Fashion Marketplace Branding
As part of my role at the start-up it was up to me to establish a direction for our branding.
One of the areas I used to do that, before we even have a brand name, was through analysing how our competitors are using colour and identifying potential schemes that would be unique to us.
We want our brand to stand out when compared directly to our market competitors, especially as the business model is so similar.
Depop is about rejecting the norms, being proudly yourself, going beyond the basic. The logo is deliberately too wide, the typeface is too bold, the colour is default. “No wrong. No right. You look good already.”
Shpock, short for Shop in your Pocket, describes itself as an alternative to eBay. Their branding is mainly based on variations of green. And they rely on the slogans “Photo. Chat. Kerching.” & “Sell it. Send it. Get Paid.”
Vestiaire Collective is aimed at high end designer fashion market. They use modern serif typography to appeal to their demographic. While orange and black feature, they mostly rely on professional product photography.
Rebelle is also aimed at the high end and designer fashion market. They too use serif typography to convey class. Their blue/green colour features prominently. “Release*, Relove” *from your wardrobe
Poshmark don’t operate in the UK right now, but I’ve included them in case this changes. Using a sans serif and a logo seems to be the extent this company uses branding. “Style without limits.”
Vinted re-branded with a handwritten typeface replacing their old logo but kept their primary brand colour. “Ready to declutter your wardrobe?” “Sell, Buy and Swap clothes.”
We'll map out the brand colours currently in use and identify colours that'll visually differentiate our brand.
Narrow it down
We mask off the areas of the colour wheel where our competitors sit. To keep it simple, we'll discount the inner areas too.
Steering clear of the colours that are too close to other primary brands, we're left with Yellow, Blue, Pink, and Purple hues.
To create more colourful branding we work out which harmonies work with the available primary colour hues.

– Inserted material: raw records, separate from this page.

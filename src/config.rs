use serde::{Deserialize, Serialize};
use std::net::SocketAddr;
use std::time::Duration;

use crate::signature::DEFAULT_TOLERANCE_SECS;

/// Relay configuration
///
/// Channel sections are always present; a channel is *enabled* only when its
/// required keys are set. Absent keys silently disable the channel rather
/// than failing startup.
#[derive(Debug, Clone, Deserialize, Serialize)]
pub struct RelayConfig {
    /// Server bind address
    #[serde(default = "default_bind_addr")]
    pub bind_addr: String,

    /// Server port
    #[serde(default = "default_port")]
    pub port: u16,

    /// Request timeout in seconds
    #[serde(default = "default_timeout_secs")]
    pub timeout_secs: u64,

    /// Maximum request body size in KB
    #[serde(default = "default_max_body_size_kb")]
    pub max_body_size_kb: usize,

    /// Log level / env-filter directive
    #[serde(default = "default_log_level")]
    pub log_level: String,

    /// Prometheus metrics endpoint enabled
    #[serde(default = "default_true")]
    pub metrics_enabled: bool,

    /// Inbound webhook verification
    #[serde(default)]
    pub stripe: StripeConfig,

    /// Notification channels
    #[serde(default)]
    pub email: EmailConfig,

    #[serde(default)]
    pub telegram: TelegramConfig,

    #[serde(default)]
    pub dingtalk: DingTalkConfig,

    #[serde(default)]
    pub bark: BarkConfig,
}

/// Inbound signature verification settings
#[derive(Debug, Clone, Deserialize, Serialize)]
pub struct StripeConfig {
    /// Shared signing secret; empty means verification always fails
    #[serde(default)]
    pub webhook_secret: String,

    /// Freshness window in seconds for the signed timestamp
    #[serde(default = "default_tolerance_secs")]
    pub tolerance_secs: u64,
}

impl Default for StripeConfig {
    fn default() -> Self {
        Self {
            webhook_secret: String::new(),
            tolerance_secs: default_tolerance_secs(),
        }
    }
}

/// Mailgun-style email channel: HTML receipt posted as form fields.
#[derive(Debug, Clone, Default, Deserialize, Serialize)]
pub struct EmailConfig {
    #[serde(default)]
    pub api_key: Option<String>,

    /// Sending domain registered with the mail API
    #[serde(default)]
    pub domain: Option<String>,

    /// Recipient address for payment receipts
    #[serde(default)]
    pub to: Option<String>,

    /// Sender address; derived from the domain when unset
    #[serde(default)]
    pub from: Option<String>,

    /// Optional path to an HTML template overriding the built-in one
    #[serde(default)]
    pub template_path: Option<String>,
}

impl EmailConfig {
    pub fn is_enabled(&self) -> bool {
        self.api_key.is_some() && self.domain.is_some() && self.to.is_some()
    }
}

/// Telegram bot channel
#[derive(Debug, Clone, Default, Deserialize, Serialize)]
pub struct TelegramConfig {
    #[serde(default)]
    pub bot_token: Option<String>,

    #[serde(default)]
    pub chat_id: Option<String>,
}

impl TelegramConfig {
    pub fn is_enabled(&self) -> bool {
        self.bot_token.is_some() && self.chat_id.is_some()
    }
}

/// DingTalk robot channel; every call is signed with a fresh timestamp.
#[derive(Debug, Clone, Default, Deserialize, Serialize)]
pub struct DingTalkConfig {
    #[serde(default)]
    pub access_token: Option<String>,

    #[serde(default)]
    pub secret: Option<String>,
}

impl DingTalkConfig {
    pub fn is_enabled(&self) -> bool {
        self.access_token.is_some() && self.secret.is_some()
    }
}

/// Bark push channel: one device key.
#[derive(Debug, Clone, Deserialize, Serialize)]
pub struct BarkConfig {
    #[serde(default)]
    pub device_key: Option<String>,

    #[serde(default = "default_bark_base_url")]
    pub base_url: String,
}

impl Default for BarkConfig {
    fn default() -> Self {
        Self {
            device_key: None,
            base_url: default_bark_base_url(),
        }
    }
}

impl BarkConfig {
    pub fn is_enabled(&self) -> bool {
        self.device_key.is_some()
    }
}

impl Default for RelayConfig {
    fn default() -> Self {
        Self {
            bind_addr: default_bind_addr(),
            port: default_port(),
            timeout_secs: default_timeout_secs(),
            max_body_size_kb: default_max_body_size_kb(),
            log_level: default_log_level(),
            metrics_enabled: default_true(),
            stripe: StripeConfig::default(),
            email: EmailConfig::default(),
            telegram: TelegramConfig::default(),
            dingtalk: DingTalkConfig::default(),
            bark: BarkConfig::default(),
        }
    }
}

impl RelayConfig {
    /// Load configuration from an optional `relay` config file, overridden
    /// by `RELAY_`-prefixed environment variables with `__` separating
    /// nesting, e.g. `RELAY_STRIPE__WEBHOOK_SECRET`.
    pub fn load() -> anyhow::Result<Self> {
        let builder = config::Config::builder()
            .add_source(config::File::with_name("relay").required(false))
            .add_source(config::Environment::with_prefix("RELAY").separator("__"));

        let config: RelayConfig = builder.build()?.try_deserialize()?;

        if config.stripe.webhook_secret.is_empty() {
            tracing::warn!("No webhook secret configured; all deliveries will be rejected");
        }

        Ok(config)
    }

    /// Get the socket address to bind to
    pub fn socket_addr(&self) -> anyhow::Result<SocketAddr> {
        let addr_str = format!("{}:{}", self.bind_addr, self.port);
        Ok(addr_str.parse()?)
    }

    /// Get request timeout as Duration
    pub fn timeout(&self) -> Duration {
        Duration::from_secs(self.timeout_secs)
    }

    /// Get max body size in bytes
    pub fn max_body_size(&self) -> usize {
        self.max_body_size_kb * 1024
    }
}

fn default_bind_addr() -> String {
    "0.0.0.0".to_string()
}

fn default_port() -> u16 {
    8080
}

fn default_timeout_secs() -> u64 {
    30
}

fn default_max_body_size_kb() -> usize {
    256
}

fn default_log_level() -> String {
    "info".to_string()
}

fn default_tolerance_secs() -> u64 {
    DEFAULT_TOLERANCE_SECS
}

fn default_bark_base_url() -> String {
    "https://api.day.app".to_string()
}

fn default_true() -> bool {
    true
}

There are three clear combinations of Triadic and split Complimentary colours. We're allowing secondary colours that overlap with other brands, just not primary.
Based on our initial findings we can start to research existing colour use in branding design. This will help us create a mental image of how we might want our branding to look or feel.
Yellow sits tucked tightly between the other brand colours, so compliments them really well, which could be important if used for a home screen icon that sits alongside others.
- Gender Neutral
Pink sits close to the Depop brand colour but lacks the gender neutral traits associated with Red.
Purple is another feminine colour, and is often associated with luxury and royalty. Spa's and luxury hotels like to use this colour.
Facebook, Twitter, and PayPal use blue as their primary brand colour. this means we could end up clashing with apps very commonly found on a users home screen.
A triadic colour combination injects life into designs through deliberate colour clashes. This can help project youth and creativity into a design.
Yellow Split Complementary
The yellow and blue combo here can be strongly associated with Ikea, but the addition of purple as a secondary colour and unique typography would help set it apart.
Purple Split Complementary
This colour combination isn't widely used in many designs. I really struggled to find good examples for this board. It's mostly used in designs related to Mardi Gras.
Blue and Red Exploration
While researching the other colour combinations I saw a number of red and blu designs I liked. So I put together a bonus moodboard in for those too. We'd Use blue as a primary colour and red as secondary.
What colours do you think are best for the brand?